2017年5月12日金曜日

不条理という不満


福島が荒れているらしい。報道ではそう伝わってくる。事実は正しい情報が正確には報道されない点にあるだろうが、それを我々がどう捉えるかの方が問題だろう。まずは、この解決には膨大な資金が必要という現実問題。もう一つの事実は2万人以上の死者が出た震災被害があり、それに伴って起きた福島原発の問題があり、しかも廃炉解決まで半世紀以上の時間が必要だという事実。忘却という人間本来の有能な癒し効果が発揮出来ない環境下で、前に向いて進もうとしても、お金も人も不足している現状では、どう見ても良い絵は描けないのだ。政府はどうしようもないほど財政赤字だし、本来の第一責任者であるべき大手電力会社は国有化され、深刻なほど弱体化しているし、それを技術的に支えるべきT芝でさえ、自らの不祥事で会社解体の運命に曝されている。袋小路。それに輪を掛けての不用意な政治家発言とそれにハイエナの様に噛みつくマスゴミ集団。世の中は不合理。この地球の覇者と任じる人類でさえ、自然の猛威には無力である。故にそれを癒す家族や友人、地域があり、宗教が存在するはずだった。そうして社会は精神的安全弁を用意し、怒りや悲しみを緩和してきた。それをマスゴミは繋がりと称賛したが、其処にしか解決の糸口が見つからなかったに過ぎない。緊急時だから、民主党政権だから、原発神話があったから。そんな犯人捜しとしても、徒労だったことを皆知っている。不条理は何時も私たちを失望させ、生きてゆく意欲さえも奪ってゆく。だからこそ、共に手を添え、共に苦しい人生を歩もうという一体感が必要なのだと思う。そして、何よりも問題はそうした気持ちを顧みない、冷酷で官僚的な取り扱いだろう。確かに経済は全てが金次第ではある。

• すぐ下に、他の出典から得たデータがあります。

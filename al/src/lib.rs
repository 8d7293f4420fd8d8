//! Airlift - translates ELT schedules into orchestrator DAG descriptors
//!
//! An airlift project (`airlift.yml`) declares named recurring
//! extractions. The generator walks the schedule list once, skips
//! anything manual-only or never successfully run, and emits one task
//! descriptor per eligible schedule for the external orchestrator to
//! register as a DAG.
//!
//! # Example
//!
//! ```ignore
//! use airlift::config::ProjectConfig;
//! use airlift::dag::build_descriptors;
//! use airlift::project::Project;
//! use jobhistory::JobHistory;
//!
//! let project = Project::find()?;
//! let config = ProjectConfig::load(project.file_path())?;
//! let history = JobHistory::open(project.database_path()?)?;
//! let env = std::env::vars().collect();
//! let descriptors = build_descriptors(&project, &config, &history, &env)?;
//! ```

pub mod cli;
pub mod config;
pub mod dag;
pub mod project;
pub mod schedule;

pub use config::ProjectConfig;
pub use dag::{DagDefaults, TaskDescriptor, build_descriptors};
pub use project::Project;
pub use schedule::{INTERVAL_ONCE, Schedule, Transform};
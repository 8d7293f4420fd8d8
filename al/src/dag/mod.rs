//! DAG descriptor generation
//!
//! Turns eligible schedules into task descriptors for the external
//! orchestrator: default arguments, a shell command, and a merged
//! environment per schedule.

mod builder;
mod defaults;

pub use builder::{DagArgs, TaskDescriptor, build_descriptors, elt_command, task_env};
pub use defaults::DagDefaults;

/// Prefix for generated DAG identifiers
pub const DAG_ID_PREFIX: &str = "scheduled_";
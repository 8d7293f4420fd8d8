//! CLI command definitions and subcommands

use clap::{Parser, Subcommand};
use std::path::PathBuf;

use crate::schedule::Transform;

/// Airlift - translates ELT schedules into orchestrator DAG descriptors
#[derive(Parser, Debug)]
#[command(
    name = "airlift",
    about = "Generate orchestrator DAG descriptors from ELT schedules",
    version
)]
pub struct Cli {
    /// Project root (default: discover by walking up from cwd)
    #[arg(short, long, global = true)]
    pub project: Option<PathBuf>,

    /// Enable verbose output
    #[arg(short, long, global = true)]
    pub verbose: bool,

    #[command(subcommand)]
    pub command: Command,
}

/// CLI subcommands
#[derive(Subcommand, Debug)]
pub enum Command {
    /// Build task descriptors for all eligible schedules
    Generate {
        /// Output format
        #[arg(short, long, default_value = "json")]
        format: OutputFormat,

        /// Write the manifest to a file instead of stdout
        #[arg(short, long)]
        output: Option<PathBuf>,
    },

    /// List schedules and their eligibility
    List,

    /// Add a schedule to the project file
    Add {
        /// Schedule name (unique, doubles as the job identifier)
        name: String,

        /// Extractor plugin identifier
        extractor: String,

        /// Loader plugin identifier
        loader: String,

        /// Recurrence interval (cron expression or @preset)
        #[arg(short, long, default_value = "@once")]
        interval: String,

        /// Transform behavior
        #[arg(short, long, default_value = "skip")]
        transform: Transform,

        /// First date the orchestrator may run this schedule (YYYY-MM-DD)
        #[arg(short, long)]
        start_date: Option<String>,

        /// Environment override, KEY=VALUE (repeatable)
        #[arg(short, long, value_parser = parse_env_pair)]
        env: Vec<(String, String)>,
    },

    /// Run a schedule's ELT command once, recording the outcome
    Run {
        /// Schedule name
        name: String,
    },

    /// Show recent runs for a schedule
    History {
        /// Schedule name
        name: String,

        /// Maximum runs to show
        #[arg(short, long, default_value = "10")]
        limit: usize,
    },
}

/// Output format for the generate command
#[derive(Clone, Debug, Default, PartialEq, Eq)]
pub enum OutputFormat {
    Text,
    #[default]
    Json,
}

impl std::str::FromStr for OutputFormat {
    type Err = String;

    fn from_str(s: &str) -> Result<Self, Self::Err> {
        match s.to_lowercase().as_str() {
            "text" | "plain" => Ok(Self::Text),
            "json" => Ok(Self::Json),
            _ => Err(format!("Unknown format: {}. Use: text or json", s)),
        }
    }
}

impl std::fmt::Display for OutputFormat {
    fn fmt(&self, f: &mut std::fmt::Formatter<'_>) -> std::fmt::Result {
        match self {
            Self::Text => write!(f, "text"),
            Self::Json => write!(f, "json"),
        }
    }
}

impl clap::ValueEnum for Transform {
    fn value_variants<'a>() -> &'a [Self] {
        &[Self::Skip, Self::Run, Self::Only]
    }

    fn to_possible_value(&self) -> Option<clap::builder::PossibleValue> {
        Some(clap::builder::PossibleValue::new(match self {
            Self::Skip => "skip",
            Self::Run => "run",
            Self::Only => "only",
        }))
    }
}

/// Parse a KEY=VALUE environment override
fn parse_env_pair(s: &str) -> Result<(String, String), String> {
    match s.split_once('=') {
        Some((key, value)) if !key.is_empty() => Ok((key.to_string(), value.to_string())),
        _ => Err(format!("Expected KEY=VALUE, got: {}", s)),
    }
}

#[cfg(test)]
mod tests {
    use super::*;

    #[test]
    fn test_cli_parse_generate_defaults() {
        let cli = Cli::parse_from(["al", "generate"]);
        if let Command::Generate { format, output } = cli.command {
            assert_eq!(format, OutputFormat::Json);
            assert!(output.is_none());
        } else {
            panic!("Expected Generate command");
        }
    }

    #[test]
    fn test_cli_parse_generate_text_to_file() {
        let cli = Cli::parse_from(["al", "generate", "--format", "text", "--output", "dags.txt"]);
        if let Command::Generate { format, output } = cli.command {
            assert_eq!(format, OutputFormat::Text);
            assert_eq!(output, Some(PathBuf::from("dags.txt")));
        } else {
            panic!("Expected Generate command");
        }
    }

    #[test]
    fn test_cli_parse_list() {
        let cli = Cli::parse_from(["al", "list"]);
        assert!(matches!(cli.command, Command::List));
    }

    #[test]
    fn test_cli_parse_add() {
        let cli = Cli::parse_from([
            "al",
            "add",
            "gitlab",
            "tap-gitlab",
            "target-postgres",
            "--interval",
            "@daily",
            "--transform",
            "run",
            "--env",
            "TAP_GITLAB_TOKEN=secret",
            "--env",
            "TAP_GITLAB_API_URL=https://gitlab.example.com",
        ]);

        if let Command::Add {
            name,
            extractor,
            loader,
            interval,
            transform,
            env,
            ..
        } = cli.command
        {
            assert_eq!(name, "gitlab");
            assert_eq!(extractor, "tap-gitlab");
            assert_eq!(loader, "target-postgres");
            assert_eq!(interval, "@daily");
            assert_eq!(transform, Transform::Run);
            assert_eq!(env.len(), 2);
            assert_eq!(env[0], ("TAP_GITLAB_TOKEN".to_string(), "secret".to_string()));
        } else {
            panic!("Expected Add command");
        }
    }

    #[test]
    fn test_cli_parse_run() {
        let cli = Cli::parse_from(["al", "run", "gitlab"]);
        if let Command::Run { name } = cli.command {
            assert_eq!(name, "gitlab");
        } else {
            panic!("Expected Run command");
        }
    }

    #[test]
    fn test_cli_parse_history() {
        let cli = Cli::parse_from(["al", "history", "gitlab", "--limit", "3"]);
        assert!(matches!(cli.command, Command::History { limit: 3, .. }));
    }

    #[test]
    fn test_cli_with_project_override() {
        let cli = Cli::parse_from(["al", "--project", "/srv/elt", "list"]);
        assert_eq!(cli.project, Some(PathBuf::from("/srv/elt")));
    }

    #[test]
    fn test_parse_env_pair() {
        assert_eq!(
            parse_env_pair("KEY=value"),
            Ok(("KEY".to_string(), "value".to_string()))
        );
        assert_eq!(
            parse_env_pair("KEY=a=b"),
            Ok(("KEY".to_string(), "a=b".to_string()))
        );
        assert!(parse_env_pair("novalue").is_err());
        assert!(parse_env_pair("=bare").is_err());
    }

    #[test]
    fn test_output_format_from_str() {
        assert!(matches!("text".parse::<OutputFormat>(), Ok(OutputFormat::Text)));
        assert!(matches!("json".parse::<OutputFormat>(), Ok(OutputFormat::Json)));
        assert!("yaml".parse::<OutputFormat>().is_err());
    }
}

だが、その価値さえ、ビットコインに代表される仮想貨幣でその存在自体も揺らいできている。膨大な財政赤字でさえ、ヘリコプター云々でちゃぶ台返し出来そうな勢いである。それでなくても、金融業やIT産業はその巨大さを武器にして、自分本位の膨大な利益を産み、独占し、政府までもコントロールしている現代社会。ならば、もっと居直って、将来不安視されている社会保障制度に決着を付けるべきではないか。それもこれも、政府や官僚の専任業務と居直られたら、それまでだが、それも又、民主主義の不条理でもある。正しく伝える事、そして正しく伝わる事、この基本的ルールが今の現代社会では一番、価値なきものとして軽視されている。